Each of the individual games was also published as a "folio game", a game packaged in a cardstock folio.

==Reception==
In Issue 3 of Perfidious Albion, Charles Vasey commented, "This [quadrigame] is fairly accurate, and presents an interesting range of games ... The historical research is quite impressive and probably explains this game's accuracy over the lamentable Napoleonic Quad." Vasey concluded, "I found it a very enjoyable and simple set of games and would recommend it to everyone."

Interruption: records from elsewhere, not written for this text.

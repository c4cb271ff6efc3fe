//! Error types for the storage layer.
//!
//! This module defines the error taxonomy shared by every backend and wrapper.
//! Access and validation failures are raised before any backend call is made;
//! driver failures are caught at the translation boundary (SQL, DynamoDB) and
//! rewrapped as [`BackendError`] so no driver-specific type leaks out.

// Error enum variant fields are self-documenting via their #[error(...)] messages
#![allow(missing_docs)]

use std::fmt;

use thiserror::Error;

/// The primary error type for all storage operations.
#[derive(Error, Debug)]
pub enum StorageError {
    /// A capability check failed.
    #[error("access denied: {operation} on {storage}{}", key_suffix(.key))]
    AccessDenied {
        storage: String,
        operation: Operation,
        key: Option<String>,
    },

    /// A create collided with an existing record.
    #[error("duplicate key: {storage}/{key}")]
    DuplicateKey { storage: String, key: String },

    /// An update, destroy or strict read_all referenced an absent key.
    #[error("missing item: {storage}/{key}")]
    MissingItem { storage: String, key: String },

    /// The requested page size is outside `1..=max`.
    #[error("invalid limit for {storage}: {limit} (maximum is {max})")]
    InvalidLimit {
        storage: String,
        limit: usize,
        max: usize,
    },

    /// The page key does not belong to the current search or dataset.
    #[error("invalid page key for {storage}: {page_key}")]
    InvalidPageKey { storage: String, page_key: String },

    /// Schema / filter validation errors.
    #[error(transparent)]
    Validation(#[from] ValidationError),

    /// Backend-specific errors.
    #[error(transparent)]
    Backend(#[from] BackendError),
}

fn key_suffix(key: &Option<String>) -> String {
    key.as_ref().map(|k| format!("/{k}")).unwrap_or_default()
}

impl StorageError {
    /// Creates an access denied error for an operation without a key.
    pub fn access_denied(storage: impl Into<String>, operation: Operation) -> Self {
        StorageError::AccessDenied {
            storage: storage.into(),
            operation,
            key: None,
        }
    }

    /// Creates a missing item error.
    pub fn missing(storage: impl Into<String>, key: impl Into<String>) -> Self {
        StorageError::MissingItem {
            storage: storage.into(),
            key: key.into(),
        }
    }

    /// Creates a duplicate key error.
    pub fn duplicate(storage: impl Into<String>, key: impl Into<String>) -> Self {
        StorageError::DuplicateKey {
            storage: storage.into(),
            key: key.into(),
        }
    }

    /// Returns true if this is a missing item error.
    pub fn is_missing(&self) -> bool {
        matches!(self, StorageError::MissingItem { .. })
    }
}

/// Operations guarded by access control.
#[derive(Debug, Clone, Copy, PartialEq, Eq, Hash)]
pub enum Operation {
    /// Create new items.
    Create,
    /// Read items by key.
    Read,
    /// Replace existing items.
    Update,
    /// Delete items.
    Destroy,
    /// Search / count / paged search.
    Search,
}

impl fmt::Display for Operation {
    fn fmt(&self, f: &mut fmt::Formatter<'_>) -> fmt::Result {
        match self {
            Operation::Create => write!(f, "create"),
            Operation::Read => write!(f, "read"),
            Operation::Update => write!(f, "update"),
            Operation::Destroy => write!(f, "destroy"),
            Operation::Search => write!(f, "search"),
        }
    }
}

/// Errors raised when an item, filter or meta fails a schema check.
#[derive(Error, Debug, Clone, PartialEq)]
pub enum ValidationError {
    /// A required attribute is absent.
    #[error("{storage}: missing required field '{field}'")]
    MissingField { storage: String, field: String },

    /// The item carries an attribute the storage does not declare.
    #[error("{storage}: unknown field '{field}'")]
    UnknownField { storage: String, field: String },

    /// The attribute may not be supplied for this operation.
    #[error("{storage}: field '{field}' is not writable on {operation}")]
    ReadOnlyField {
        storage: String,
        field: String,
        operation: Operation,
    },

    /// The value does not match the declared attribute type.
    #[error("{storage}: field '{field}' expected {expected}, got {actual}")]
    TypeMismatch {
        storage: String,
        field: String,
        expected: String,
        actual: String,
    },

    /// A bounded string exceeded its maximum length.
    #[error("{storage}: field '{field}' exceeds maximum length {max_length}")]
    TooLong {
        storage: String,
        field: String,
        max_length: usize,
    },

    /// A filter references an attribute that cannot be searched.
    #[error("{storage}: field '{field}' is not searchable")]
    NotSearchable { storage: String, field: String },

    /// A comparator references an attribute that cannot be sorted.
    #[error("{storage}: field '{field}' is not sortable")]
    NotSortable { storage: String, field: String },

    /// The item was rejected by a storage-level filter.
    #[error("{storage}: item{} is outside the permitted filter", key_suffix(.key))]
    FilterRejected { storage: String, key: Option<String> },

    /// The storage metadata itself is inconsistent.
    #[error("invalid storage meta '{storage}': {message}")]
    InvalidMeta { storage: String, message: String },
}

/// Errors originating from a database driver or remote service.
#[derive(Error, Debug)]
pub enum BackendError {
    /// Connection to the backend failed.
    #[error("connection failed to {backend_name}: {message}")]
    ConnectionFailed {
        backend_name: String,
        message: String,
    },

    /// Connection pool exhausted.
    #[error("connection pool exhausted for {backend_name}")]
    PoolExhausted { backend_name: String },

    /// Query execution error.
    #[error("query execution failed in {backend_name}: {message}")]
    Query {
        backend_name: String,
        message: String,
    },

    /// Internal backend error.
    #[error("internal error in {backend_name}: {message}")]
    Internal {
        backend_name: String,
        message: String,
        #[source]
        source: Option<Box<dyn std::error::Error + Send + Sync>>,
    },

    /// Serialization/deserialization error.
    #[error("serialization error: {message}")]
    Serialization { message: String },
}

impl BackendError {
    /// Creates a query error for the given backend.
    pub fn query(backend_name: &str, message: impl Into<String>) -> Self {
        BackendError::Query {
            backend_name: backend_name.to_string(),
            message: message.into(),
        }
    }
}

/// Result type alias for storage operations.
pub type StorageResult<T> = Result<T, StorageError>;

impl From<serde_json::Error> for StorageError {
    fn from(err: serde_json::Error) -> Self {
        StorageError::Backend(BackendError::Serialization {
            message: err.to_string(),
        })
    }
}

#[cfg(feature = "sqlite")]
impl From<rusqlite::Error> for StorageError {
    fn from(err: rusqlite::Error) -> Self {
        StorageError::Backend(BackendError::Internal {
            backend_name: "sqlite".to_string(),
            message: err.to_string(),
            source: Some(Box::new(err)),
        })
    }
}

#[cfg(feature = "sqlite")]
impl From<r2d2::Error> for StorageError {
    fn from(_err: r2d2::Error) -> Self {
        StorageError::Backend(BackendError::PoolExhausted {
            backend_name: "sqlite".to_string(),
        })
    }
}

In the April 1976 edition of Airfix Magazine, Bruce Quarrie called this "Good, exciting stuff, challenging for experienced players but basic enough to make a good starting point for anyone interested in the Civil War and wishing to try board wargaming."

In a 1976 poll of wargamers conducted by SPI to determine the most popular wargame in America, Blue & Gray II placed 54th out of 202 wargames.

In his 1977 book The Comprehensive Guide to Board Wargaming, Nicholas Palmer called this sequel "Not quite such a hit [as Blue & Gray] but still favoured." Looking at the individual games, Palmer thought Hooker and Lee "Short (nine turns), but with interesting dilemmas for both sides"; Fredericksburg was "One of the less popular games in the Blue & Gray Quads"; and Battle of the Wilderness was "limited to the roads and tracks of the wooded areas."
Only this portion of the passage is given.